An image pickup apparatus according to the present invention detects a motion vector of a plurality of images output from a solid-state image sensor that inputs an object image formed through a lens unit that performs focus adjustment and outputs an image signal. a motion vector detecting means in accordance with the motion vector of the plurality of images, if based-out subject to the photometric value obtained by the photometric operation is dark, a synthesizing means for synthesizing images by increasing the number of images to be synthesized, the An extraction unit that extracts a sharpness signal corresponding to the degree of focus of the lens unit with respect to a subject from a signal corresponding to an extraction region of an image before synthesis, and a motion vector detected by the motion vector detection unit An adding means for adding the sharpness signal corresponding to the controlled extraction area in accordance with the number of combined images, and based on the sharpness signal added by the adding means And having a focus control means for performing focus adjustment by controlling the lens unit.
The imaging method of the present invention is an imaging method of an imaging apparatus having a solid-state imaging unit that inputs a subject image formed through a lens unit for performing focus adjustment and outputs an image signal. unit according to the motion vector of the plurality of images are output, the synthesis if based-out object is dark the photometric value obtained by the photometry operation, the synthesis step for synthesizing image by increasing the number of images to be synthesized, the image An extraction step for extracting a sharpness signal corresponding to the degree of focus of the lens unit with respect to the subject from a signal corresponding to the extraction region of the image before the image processing, and the extraction region controlled according to the motion vector An addition step of adding the sharpness signal according to the composite number, and controlling the lens unit based on the added sharpness signal to adjust the focus.

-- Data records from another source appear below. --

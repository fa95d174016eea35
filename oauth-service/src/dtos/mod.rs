pub mod oauth;

use serde::{Deserialize, Serialize};
use utoipa::ToSchema;

#[derive(Debug, Serialize, Deserialize, ToSchema)]
pub struct ErrorResponse {
    #[schema(example = "Access forbidden")]
    pub error: String,
    #[schema(example = "Invalid OAuth state")]
    pub details: Option<String>,
}
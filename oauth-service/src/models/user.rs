//! User model - tenant-scoped accounts and their linked OAuth identities.

use chrono::{DateTime, Utc};
use serde::{Deserialize, Serialize};
use uuid::Uuid;

/// Role codes.
#[derive(Debug, Clone, Copy, Default, PartialEq, Eq, Serialize, Deserialize)]
#[serde(rename_all = "lowercase")]
pub enum Role {
    #[default]
    Visitor,
    Collaborator,
    Administrator,
}

impl Role {
    pub fn as_str(&self) -> &'static str {
        match self {
            Role::Visitor => "visitor",
            Role::Collaborator => "collaborator",
            Role::Administrator => "administrator",
        }
    }
}

impl std::str::FromStr for Role {
    type Err = String;

    fn from_str(s: &str) -> Result<Self, Self::Err> {
        match s.to_lowercase().as_str() {
            "visitor" => Ok(Role::Visitor),
            "collaborator" => Ok(Role::Collaborator),
            "administrator" => Ok(Role::Administrator),
            _ => Err(format!("Invalid role: {}", s)),
        }
    }
}

/// An external identity linked to a user. `(tenant, name, uid)` is unique.
#[derive(Debug, Clone, PartialEq, Eq, Serialize, Deserialize)]
pub struct UserProvider {
    /// Provider name, e.g. `facebook` or a custom provider code.
    pub name: String,
    /// The provider's own identifier for the account.
    pub uid: String,
}

impl UserProvider {
    pub fn new(name: impl Into<String>, uid: impl Into<String>) -> Self {
        Self {
            name: name.into(),
            uid: uid.into(),
        }
    }
}

/// User entity (tenant-scoped).
#[derive(Debug, Clone, PartialEq, Eq, Serialize, Deserialize)]
pub struct User {
    pub user_id: Uuid,
    pub tenant_id: Uuid,
    pub name: String,
    /// Accounts created through providers that share no email have none.
    pub email: Option<String>,
    pub role: Role,
    pub providers: Vec<UserProvider>,
    pub created_utc: DateTime<Utc>,
}

impl User {
    /// Create a new user.
    pub fn new(tenant_id: Uuid, name: String, email: Option<String>, role: Role) -> Self {
        Self {
            user_id: Uuid::new_v4(),
            tenant_id,
            name,
            email,
            role,
            providers: Vec::new(),
            created_utc: Utc::now(),
        }
    }

    pub fn with_provider(mut self, provider: UserProvider) -> Self {
        self.providers.push(provider);
        self
    }

    /// Whether the given external identity is linked to this user.
    pub fn has_provider(&self, name: &str, uid: &str) -> bool {
        self.providers.iter().any(|p| p.name == name && p.uid == uid)
    }
}

#[cfg(test)]
mod tests {
    use super::*;

    #[test]
    fn test_role_parsing() {
        assert_eq!("Visitor".parse::<Role>(), Ok(Role::Visitor));
        assert_eq!("administrator".parse::<Role>(), Ok(Role::Administrator));
        assert!("owner".parse::<Role>().is_err());
    }

    #[test]
    fn test_has_provider_matches_name_and_uid() {
        let user = User::new(Uuid::new_v4(), "Jon Snow".into(), None, Role::Visitor)
            .with_provider(UserProvider::new("facebook", "FB123"));

        assert!(user.has_provider("facebook", "FB123"));
        assert!(!user.has_provider("google", "FB123"));
        assert!(!user.has_provider("facebook", "FB124"));
    }
}
pub mod metrics;
pub mod oauth;
pub mod signout;
pub mod auth;
pub mod metrics;
pub mod session;
pub mod tenant;

pub use auth::{auth_user_middleware, CurrentUser};
pub use metrics::metrics_middleware;
pub use session::{session_middleware, SessionId};
pub use tenant::tenant_middleware;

And having a Cormorant focus control step.

By correcting and synthesizing a plurality of images, it is possible to suppress the influence of camera shake when shooting a moving image with a low-speed shutter and improve the accuracy of the captured moving image. In addition, by adjusting the focus by adding a sharpness signal, it is possible to improve the focusing performance when shooting a moving image of a dark subject with little illumination.

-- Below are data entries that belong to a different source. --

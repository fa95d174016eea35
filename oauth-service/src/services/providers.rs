//! OAuth providers and the registry that resolves them by name.
//!
//! Every provider, built-in or custom, runs the same authorization-code
//! exchange; they differ only in endpoints, scope and where the profile
//! fields live in the provider's JSON.

use async_trait::async_trait;
use serde::Deserialize;
use serde_json::Value;
use std::collections::BTreeMap;
use std::sync::atomic::{AtomicUsize, Ordering};
use std::sync::{Arc, Mutex};
use std::time::Duration;
use url::Url;

use super::error::ServiceError;
use crate::config::ProviderSettings;
use crate::models::{OAuthProfile, ProviderOption};

const HTTP_TIMEOUT: Duration = Duration::from_secs(10);
const USER_AGENT: &str = concat!("oauth-service/", env!("CARGO_PKG_VERSION"));

#[async_trait]
pub trait OAuthProvider: Send + Sync {
    fn name(&self) -> &str;

    fn display_name(&self) -> &str;

    /// Provider consent page for the given callback and state token.
    fn authorization_url(&self, callback_url: &str, state: &str) -> Result<String, ServiceError>;

    /// Trades an authorization code for the provider's raw profile document.
    async fn exchange_code(&self, code: &str, callback_url: &str) -> Result<Value, ServiceError>;

    fn parse_profile(&self, raw: &Value) -> Result<OAuthProfile, ServiceError>;
}

/// Turns a provider code into a normalized profile.
#[async_trait]
pub trait ProfileFetcher: Send + Sync {
    async fn fetch_profile(&self, provider: &str, code: &str)
        -> Result<OAuthProfile, ServiceError>;

    async fn fetch_raw_profile(&self, provider: &str, code: &str) -> Result<Value, ServiceError>;
}

#[derive(Debug, Deserialize)]
struct TokenResponse {
    access_token: String,
}

/// Provider driven entirely by [`ProviderSettings`].
pub struct GenericOAuthProvider {
    settings: ProviderSettings,
    client: reqwest::Client,
}

impl GenericOAuthProvider {
    pub fn new(settings: ProviderSettings, client: reqwest::Client) -> Self {
        Self { settings, client }
    }
}

#[async_trait]
impl OAuthProvider for GenericOAuthProvider {
    fn name(&self) -> &str {
        &self.settings.name
    }

    fn display_name(&self) -> &str {
        &self.settings.display_name
    }

    fn authorization_url(&self, callback_url: &str, state: &str) -> Result<String, ServiceError> {
        let mut url = Url::parse(&self.settings.authorize_url).map_err(|e| {
            ServiceError::Internal(anyhow::anyhow!(
                "Invalid authorize URL for {}: {}",
                self.settings.name,
                e
            ))
        })?;

        url.query_pairs_mut()
            .append_pair("client_id", &self.settings.client_id)
            .append_pair("redirect_uri", callback_url)
            .append_pair("response_type", "code")
            .append_pair("scope", &self.settings.scope)
            .append_pair("state", state);

        Ok(url.to_string())
    }

    async fn exchange_code(&self, code: &str, callback_url: &str) -> Result<Value, ServiceError> {
        if code.is_empty() {
            return Err(ServiceError::ProfileFetchFailed("empty code".to_string()));
        }

        let token_res = self
            .client
            .post(&self.settings.token_url)
            .header(reqwest::header::ACCEPT, "application/json")
            .form(&[
                ("client_id", self.settings.client_id.as_str()),
                ("client_secret", self.settings.client_secret.as_str()),
                ("code", code),
                ("grant_type", "authorization_code"),
                ("redirect_uri", callback_url),
            ])
            .send()
            .await
            .map_err(|e| {
                tracing::error!(provider = %self.settings.name, error = %e, "Failed to exchange OAuth code");
                ServiceError::ProfileFetchFailed(e.to_string())
            })?;

        if !token_res.status().is_success() {
            let status = token_res.status();
            tracing::warn!(provider = %self.settings.name, status = %status, "OAuth token exchange rejected");
            return Err(ServiceError::ProfileFetchFailed(format!(
                "token endpoint returned {}",
                status
            )));
        }

        let token: TokenResponse = token_res
            .json()
            .await
            .map_err(|e| ServiceError::ProfileFetchFailed(e.to_string()))?;

        let profile_res = self
            .client
            .get(&self.settings.profile_url)
            .header(reqwest::header::USER_AGENT, USER_AGENT)
            .header(reqwest::header::ACCEPT, "application/json")
            .bearer_auth(token.access_token)
            .send()
            .await
            .map_err(|e| {
                tracing::error!(provider = %self.settings.name, error = %e, "Failed to fetch OAuth profile");
                ServiceError::ProfileFetchFailed(e.to_string())
            })?;

        if !profile_res.status().is_success() {
            return Err(ServiceError::ProfileFetchFailed(format!(
                "profile endpoint returned {}",
                profile_res.status()
            )));
        }

        profile_res
            .json::<Value>()
            .await
            .map_err(|e| ServiceError::ProfileFetchFailed(e.to_string()))
    }

    fn parse_profile(&self, raw: &Value) -> Result<OAuthProfile, ServiceError> {
        normalize_profile(
            json_path(raw, &self.settings.json_id_path),
            json_path(raw, &self.settings.json_name_path),
            json_path(raw, &self.settings.json_email_path),
        )
    }
}

/// Looks up `path` in `value`. Segments are dotted (`user.mail`) and a comma
/// separates fallbacks tried in order (`name, login`). Numbers are returned
/// in their decimal form.
pub fn json_path(value: &Value, path: &str) -> Option<String> {
    path.split(',')
        .map(str::trim)
        .filter(|p| !p.is_empty())
        .find_map(|candidate| {
            let found = candidate
                .split('.')
                .try_fold(value, |current, segment| current.get(segment))?;

            match found {
                Value::String(s) if !s.trim().is_empty() => Some(s.clone()),
                Value::Number(n) => Some(n.to_string()),
                _ => None,
            }
        })
}

pub fn normalize_profile(
    id: Option<String>,
    name: Option<String>,
    email: Option<String>,
) -> Result<OAuthProfile, ServiceError> {
    let id = id.map(|s| s.trim().to_string()).unwrap_or_default();
    if id.is_empty() {
        return Err(ServiceError::ProfileFetchFailed(
            "profile has no identifier".to_string(),
        ));
    }

    let name = name
        .map(|s| s.trim().to_string())
        .filter(|s| !s.is_empty())
        .unwrap_or_else(|| "Anonymous".to_string());

    let email = email
        .map(|s| s.trim().to_lowercase())
        .unwrap_or_default();

    Ok(OAuthProfile { id, name, email })
}

/// Name to provider map, built once at startup.
pub struct ProviderRegistry {
    providers: BTreeMap<String, Arc<dyn OAuthProvider>>,
    login_base_url: String,
}

impl ProviderRegistry {
    pub fn new(login_base_url: impl Into<String>) -> Self {
        Self {
            providers: BTreeMap::new(),
            login_base_url: login_base_url.into(),
        }
    }

    pub fn from_settings(
        settings: &[ProviderSettings],
        login_base_url: impl Into<String>,
    ) -> Result<Self, ServiceError> {
        let client = reqwest::Client::builder()
            .timeout(HTTP_TIMEOUT)
            .build()
            .map_err(|e| ServiceError::Internal(anyhow::anyhow!("Failed to build HTTP client: {}", e)))?;

        let mut registry = Self::new(login_base_url);
        for provider in settings {
            registry.register(Arc::new(GenericOAuthProvider::new(
                provider.clone(),
                client.clone(),
            )))?;
        }

        tracing::info!(providers = ?registry.names(), "OAuth providers registered");
        Ok(registry)
    }

    pub fn register(&mut self, provider: Arc<dyn OAuthProvider>) -> Result<(), ServiceError> {
        let name = provider.name().to_string();
        if self.providers.contains_key(&name) {
            return Err(ServiceError::Conflict(format!(
                "OAuth provider '{}' registered twice",
                name
            )));
        }
        self.providers.insert(name, provider);
        Ok(())
    }

    pub fn get(&self, name: &str) -> Result<Arc<dyn OAuthProvider>, ServiceError> {
        self.providers
            .get(name)
            .cloned()
            .ok_or_else(|| ServiceError::UnknownProvider(name.to_string()))
    }

    pub fn names(&self) -> Vec<&str> {
        self.providers.keys().map(String::as_str).collect()
    }

    /// Callback URL registered with the provider, always on the login host.
    pub fn callback_url(&self, name: &str) -> String {
        format!("{}/oauth/{}/callback", self.login_base_url, name)
    }

    pub fn list(&self) -> Vec<ProviderOption> {
        self.providers
            .values()
            .map(|p| ProviderOption {
                provider: p.name().to_string(),
                display_name: p.display_name().to_string(),
                url: format!("/oauth/{}", p.name()),
                callback_url: self.callback_url(p.name()),
            })
            .collect()
    }
}

#[async_trait]
impl ProfileFetcher for ProviderRegistry {
    async fn fetch_profile(
        &self,
        provider: &str,
        code: &str,
    ) -> Result<OAuthProfile, ServiceError> {
        let oauth = self.get(provider)?;
        let raw = oauth.exchange_code(code, &self.callback_url(provider)).await?;
        oauth.parse_profile(&raw)
    }

    async fn fetch_raw_profile(&self, provider: &str, code: &str) -> Result<Value, ServiceError> {
        let oauth = self.get(provider)?;
        oauth.exchange_code(code, &self.callback_url(provider)).await
    }
}

/// In-process fetcher keyed by authorization code, for tests and local
/// development without real providers.
#[derive(Default)]
pub struct MockProfileFetcher {
    profiles: Mutex<BTreeMap<String, OAuthProfile>>,
    calls: AtomicUsize,
}

impl MockProfileFetcher {
    pub fn new() -> Self {
        Self::default()
    }

    pub fn with_profile(self, code: &str, profile: OAuthProfile) -> Self {
        if let Ok(mut profiles) = self.profiles.lock() {
            profiles.insert(code.to_string(), profile);
        }
        self
    }

    /// Number of fetches attempted so far.
    pub fn calls(&self) -> usize {
        self.calls.load(Ordering::SeqCst)
    }
}

#[async_trait]
impl ProfileFetcher for MockProfileFetcher {
    async fn fetch_profile(
        &self,
        _provider: &str,
        code: &str,
    ) -> Result<OAuthProfile, ServiceError> {
        self.calls.fetch_add(1, Ordering::SeqCst);
        let profiles = self
            .profiles
            .lock()
            .map_err(|_| ServiceError::Internal(anyhow::anyhow!("Mock lock poisoned")))?;

        profiles
            .get(code)
            .cloned()
            .ok_or_else(|| ServiceError::ProfileFetchFailed(format!("unknown code '{}'", code)))
    }

    async fn fetch_raw_profile(&self, provider: &str, code: &str) -> Result<Value, ServiceError> {
        let profile = self.fetch_profile(provider, code).await?;
        serde_json::to_value(profile).map_err(|e| ServiceError::Internal(e.into()))
    }
}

Embodiments of the present invention will be described below with reference to the drawings.
FIG. 1 is a diagram showing a configuration example of a digital video camera according to an embodiment of the present invention. The light beam (photographing light) incident from the photographing lens 11 is imaged on the imaging unit 17 through the shutter 12a after the light amount is limited by the diaphragm 13a. The imaging unit 17 includes a two-dimensional image sensor such as a CCD.

  The photographic lens 11 is composed of a plurality of optical lens groups, and some or all of these lens groups receive a driving force from an autofocus (AF) driving motor 14a and move on the optical axis 10 to obtain a predetermined alignment. The focus is adjusted by stopping at the focal position. The AF drive motor 14a is driven by receiving a drive signal from the focus drive unit 14b. Also, some optical lens groups of the photographic lens 11 move on the optical axis 10 in response to the driving force from the zoom drive motor 15a, and change the photographic angle of view by stopping at a predetermined zoom position. The zoom drive motor 15a is driven by receiving a drive signal from the zoom drive unit 15b.

  The diaphragm 13a has a plurality of diaphragm blades, and these diaphragm blades are actuated by receiving a driving force from the diaphragm driving unit 13b to change the aperture area (diaphragm aperture) serving as a light passage aperture. The shutter 12a has a plurality of shutter blades, and these shutter blades open and close an opening serving as a light passage by receiving a driving force from the shutter driving unit 12b. Thereby, the light beam incident on the imaging unit 17 is controlled. The shutter 12a is used when taking a still image with a digital video camera.

  Driving of the image sensor driving unit 16, the focus driving unit 14b, the zoom driving unit 15b, the aperture driving unit 13b, and the shutter driving unit 12b is controlled by the imaging control unit 18. The shooting control unit 18 receives operation signals from the aperture operation unit 13c, the zoom operation unit 15c, and an image synthesis image stabilization operation unit 120, which will be described later, and the operation signals according to the shooting state of the camera. Are respectively supplied to the image sensor driving unit 16, the focus driving unit 14b, the zoom driving unit 15b, the aperture driving unit 13b, and the shutter driving unit 12b to set shooting conditions and perform shooting. Note that the aperture diameter of the aperture 13a is normally set automatically on the camera side at the time of shooting, so that the aperture operation unit 13c is not necessary, but is provided when the photographer arbitrarily sets the shooting conditions. ing.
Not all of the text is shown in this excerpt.